- _Records shown_
---*---

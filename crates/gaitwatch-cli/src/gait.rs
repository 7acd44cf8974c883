//! Gait and vital sign subcommands.
//!
//! - Vital sign screening
//! - Single-sample gait classification
//! - Recovery guidance lookup
//! - Full telemetry window assessment with comparison series export

use std::path::PathBuf;
use std::sync::Arc;

use anyhow::{Context, Result};
use clap::{Args, ValueEnum};
use colored::{ColoredString, Colorize};
use serde::Serialize;
use tabled::{settings::Style, Table, Tabled};

use gaitwatch_core::{
    load_reference_dataset, load_remedy_table, AccelSample, ClassificationResult,
    ConfidenceTier, CsvSeriesRenderer, EnvelopeRenderer, FileFeed, GaitClassifier,
    HealthMonitor, MonitorConfig, MonitorReport, SnapshotStore, TelemetrySource, VitalStatus,
    VitalsReport,
};

use crate::feed::ThingSpeakClient;

/// Shown when a disorder has no guidance.
const NO_REMEDY: &str = "No remedy found for this disorder.";

/// Output format
#[derive(ValueEnum, Clone, Copy, Debug, Default)]
pub enum OutputFormat {
    /// Pretty table output
    #[default]
    Table,
    /// JSON output
    Json,
    /// Compact single-line output
    Compact,
}

/// Arguments for the vitals command
#[derive(Args, Debug)]
pub struct VitalsArgs {
    /// Pulse in beats per minute
    #[arg(short, long)]
    pub pulse: f64,

    /// Blood oxygen saturation (%)
    #[arg(short, long)]
    pub oxygen: f64,

    /// Body temperature
    #[arg(short, long)]
    pub temperature: f64,

    /// Output format
    #[arg(short, long, value_enum, default_value = "table")]
    pub format: OutputFormat,
}

/// Arguments for the classify command
#[derive(Args, Debug)]
pub struct ClassifyArgs {
    /// X acceleration
    #[arg(long, allow_hyphen_values = true)]
    pub x: f64,

    /// Y acceleration
    #[arg(long, allow_hyphen_values = true)]
    pub y: f64,

    /// Z acceleration
    #[arg(long, allow_hyphen_values = true)]
    pub z: f64,

    /// Reference table (overrides the configured path)
    #[arg(short, long)]
    pub reference: Option<PathBuf>,

    /// Confidence threshold (overrides the configured value)
    #[arg(long)]
    pub threshold: Option<f64>,

    /// Output format
    #[arg(short, long, value_enum, default_value = "table")]
    pub format: OutputFormat,
}

/// Arguments for the remedy command
#[derive(Args, Debug)]
pub struct RemedyArgs {
    /// Disorder name, e.g. "Ataxic Gait" (lists all disorders when omitted)
    #[arg(short, long)]
    pub disorder: Option<String>,

    /// Reference table (overrides the configured path)
    #[arg(short, long)]
    pub reference: Option<PathBuf>,

    /// Output format
    #[arg(short, long, value_enum, default_value = "table")]
    pub format: OutputFormat,
}

/// Arguments for the monitor command
#[derive(Args, Debug)]
pub struct MonitorArgs {
    /// Read the feed from a saved ThingSpeak JSON file instead of the API
    #[arg(long)]
    pub feed: Option<PathBuf>,

    /// Directory for comparison series (overrides the configured path)
    #[arg(short = 'o', long)]
    pub output_dir: Option<PathBuf>,

    /// Skip writing comparison series
    #[arg(long)]
    pub no_render: bool,

    /// Output format
    #[arg(short, long, value_enum, default_value = "table")]
    pub format: OutputFormat,
}

// ============================================================================
// Display Structs for Tables
// ============================================================================

/// Vital sign display row
#[derive(Tabled, Serialize)]
struct VitalRow {
    #[tabled(rename = "Channel")]
    channel: String,
    #[tabled(rename = "Value")]
    value: String,
    #[tabled(rename = "Status")]
    status: String,
}

/// Envelope display row
#[derive(Tabled, Serialize)]
struct EnvelopeRow {
    #[tabled(rename = "Axis")]
    axis: String,
    #[tabled(rename = "Mean")]
    mean: String,
    #[tabled(rename = "Std Dev")]
    std_dev: String,
    #[tabled(rename = "Band")]
    band: String,
    #[tabled(rename = "Outside Band")]
    excursions: String,
}

/// Remedy display row
#[derive(Tabled, Serialize)]
struct RemedyRow {
    #[tabled(rename = "Disorder")]
    disorder: String,
    #[tabled(rename = "Recovery Guidance")]
    guidance: String,
}

fn status_colored(status: VitalStatus) -> ColoredString {
    match status {
        VitalStatus::Normal => "Normal".green(),
        VitalStatus::Abnormal => "Abnormal".red().bold(),
        VitalStatus::Unknown => "Unknown".yellow(),
    }
}

fn classification_colored(result: &ClassificationResult) -> ColoredString {
    let text = format!("{} ({})", result.label, result.tier);
    match result.tier {
        ConfidenceTier::Confident => text.green().bold(),
        ConfidenceTier::Uncertain => text.yellow().bold(),
        ConfidenceTier::Error => text.red().bold(),
    }
}

fn vital_rows(report: &VitalsReport) -> Vec<VitalRow> {
    report
        .rows()
        .into_iter()
        .map(|(channel, c)| VitalRow {
            channel: channel.to_string(),
            value: format!("{:.1}", c.value),
            status: status_colored(c.status).to_string(),
        })
        .collect()
}

/// Execute a gaitwatch command.
pub async fn execute(command: crate::Commands, config: &MonitorConfig) -> Result<()> {
    match command {
        crate::Commands::Vitals(args) => execute_vitals(args),
        crate::Commands::Classify(args) => execute_classify(args, config),
        crate::Commands::Remedy(args) => execute_remedy(args, config),
        crate::Commands::Monitor(args) => execute_monitor(args, config).await,
        crate::Commands::Version => {
            println!("gaitwatch {}", env!("CARGO_PKG_VERSION"));
            println!("core version: {}", gaitwatch_core::VERSION);
            Ok(())
        }
    }
}

fn execute_vitals(args: VitalsArgs) -> Result<()> {
    let report = VitalsReport::evaluate(args.pulse, args.oxygen, args.temperature);

    match args.format {
        OutputFormat::Json => println!("{}", serde_json::to_string_pretty(&report)?),
        OutputFormat::Compact => println!(
            "pulse={} oxygen={} temperature={}",
            report.pulse.status, report.oxygen.status, report.temperature.status
        ),
        OutputFormat::Table => {
            println!("{}", "Vital Signs".bold().cyan());
            println!("{}", Table::new(vital_rows(&report)).with(Style::rounded()));
        }
    }
    Ok(())
}

fn execute_classify(args: ClassifyArgs, config: &MonitorConfig) -> Result<()> {
    let path = args.reference.unwrap_or_else(|| config.reference_path.clone());
    let threshold = effective_threshold(args.threshold, config)?;
    let live = AccelSample::new(args.x, args.y, args.z);

    // Classification degrades to an error label rather than aborting.
    let dataset = match load_reference_dataset(&path) {
        Ok(ds) => Some(ds),
        Err(e) => {
            eprintln!("{} {}", "[WARN]".yellow().bold(), e);
            None
        }
    };
    let result = GaitClassifier::with_threshold(threshold).classify(dataset.as_ref(), live);

    match args.format {
        OutputFormat::Json => println!("{}", serde_json::to_string_pretty(&result)?),
        OutputFormat::Compact => println!("label=\"{}\" tier={}", result.label, result.tier),
        OutputFormat::Table => {
            println!("{}", "Gait Classification".bold().cyan());
            println!("{}", "=".repeat(50));
            println!(
                "  {} ({:.3}, {:.3}, {:.3})",
                "Sample:".dimmed(),
                live.x,
                live.y,
                live.z
            );
            println!("  {} {}", "Result:".dimmed(), classification_colored(&result));
            if let Some(d) = result.distance {
                println!("  {} {:.4} (threshold {})", "Distance:".dimmed(), d, threshold);
            }
        }
    }
    Ok(())
}

/// Threshold override checked with the same rules as a loaded config.
fn effective_threshold(threshold: Option<f64>, config: &MonitorConfig) -> Result<f64> {
    let Some(threshold) = threshold else {
        return Ok(config.confidence_threshold);
    };
    let effective = MonitorConfig {
        confidence_threshold: threshold,
        ..config.clone()
    };
    effective.validate()?;
    Ok(threshold)
}

fn execute_remedy(args: RemedyArgs, config: &MonitorConfig) -> Result<()> {
    let path = args.reference.unwrap_or_else(|| config.reference_path.clone());
    let remedies = load_remedy_table(&path);

    let rows: Vec<RemedyRow> = match &args.disorder {
        Some(name) => vec![RemedyRow {
            disorder: name.clone(),
            guidance: remedies.lookup_name(name).unwrap_or(NO_REMEDY).to_string(),
        }],
        None => remedies
            .iter()
            .map(|(d, text)| RemedyRow {
                disorder: d.to_string(),
                guidance: text.to_string(),
            })
            .collect(),
    };

    match args.format {
        OutputFormat::Json => println!("{}", serde_json::to_string_pretty(&rows)?),
        OutputFormat::Compact => {
            for row in &rows {
                println!("{}: {}", row.disorder, row.guidance);
            }
        }
        OutputFormat::Table => {
            println!("{}", "Recovery Guidance".bold().cyan());
            println!("{}", Table::new(rows).with(Style::rounded()));
        }
    }
    Ok(())
}

async fn execute_monitor(args: MonitorArgs, config: &MonitorConfig) -> Result<()> {
    let store = Arc::new(SnapshotStore::from_source(config.snapshot_source()));
    if !store.is_loaded() {
        eprintln!(
            "{} Reference table {} unavailable, classification disabled",
            "[WARN]".yellow().bold(),
            config.reference_path.display()
        );
    }
    let monitor = HealthMonitor::new(store, config.classifier(), config.window_size);

    let report = match &args.feed {
        Some(path) => monitor.assess_source(&FileFeed::new(path))?,
        None => {
            let client = ThingSpeakClient::from_config(config)?;
            let feed = client
                .fetch(config.window_size)
                .await
                .context("Failed to fetch telemetry feed")?;
            monitor.assess(&feed.latest_readings(config.window_size)?)?
        }
    };

    if !args.no_render {
        let dir = args.output_dir.unwrap_or_else(|| config.output_dir.clone());
        CsvSeriesRenderer::new(&dir)
            .render_all(&report.plots())
            .with_context(|| format!("Failed to write comparison series to {}", dir.display()))?;
        tracing::info!(dir = %dir.display(), "Wrote comparison series");
    }

    print_report(&report, args.format)
}

fn print_report(report: &MonitorReport, format: OutputFormat) -> Result<()> {
    match format {
        OutputFormat::Json => println!("{}", serde_json::to_string_pretty(report)?),
        OutputFormat::Compact => println!(
            "pulse={} oxygen={} temperature={} gait=\"{}\" tier={} degraded={}",
            report.vitals.pulse.status,
            report.vitals.oxygen.status,
            report.vitals.temperature.status,
            report.classification.label,
            report.classification.tier,
            report.envelope.degraded
        ),
        OutputFormat::Table => {
            println!("{}", "Gaitwatch Report".bold().cyan());
            println!("{}", "=".repeat(50));
            println!("{}", Table::new(vital_rows(&report.vitals)).with(Style::rounded()));
            println!();

            let s = report.latest_sample;
            println!(
                "  {} X {:.3}  Y {:.3}  Z {:.3}",
                "Latest:".dimmed(),
                s.x,
                s.y,
                s.z
            );
            println!(
                "  {} {}",
                "Gait:".dimmed(),
                classification_colored(&report.classification)
            );
            if let Some(remedy) = &report.remedy {
                println!("  {} {}", "Guidance:".dimmed(), remedy);
            }
            println!();

            let rows: Vec<EnvelopeRow> = report
                .envelope
                .axes()
                .into_iter()
                .map(|a| EnvelopeRow {
                    axis: a.axis.label().to_string(),
                    mean: format!("{:.3}", a.mean),
                    std_dev: format!("{:.3}", a.std_dev),
                    band: format!("[{:.3}, {:.3}]", a.band_lower(), a.band_upper()),
                    excursions: format!("{}/{}", a.excursions().len(), a.len()),
                })
                .collect();
            println!("{}", Table::new(rows).with(Style::rounded()));
            if report.envelope.degraded {
                println!(
                    "{} No normal reference samples; baseline uses resting acceleration",
                    "[WARN]".yellow().bold()
                );
            }
        }
    }
    Ok(())
}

---*---

- _Requirement_
From the entries above, collect every line with the string "FileFeed" in it.

- _Reply_
    ConfidenceTier, CsvSeriesRenderer, EnvelopeRenderer, FileFeed, GaitClassifier,
        Some(path) => monitor.assess_source(&FileFeed::new(path))?,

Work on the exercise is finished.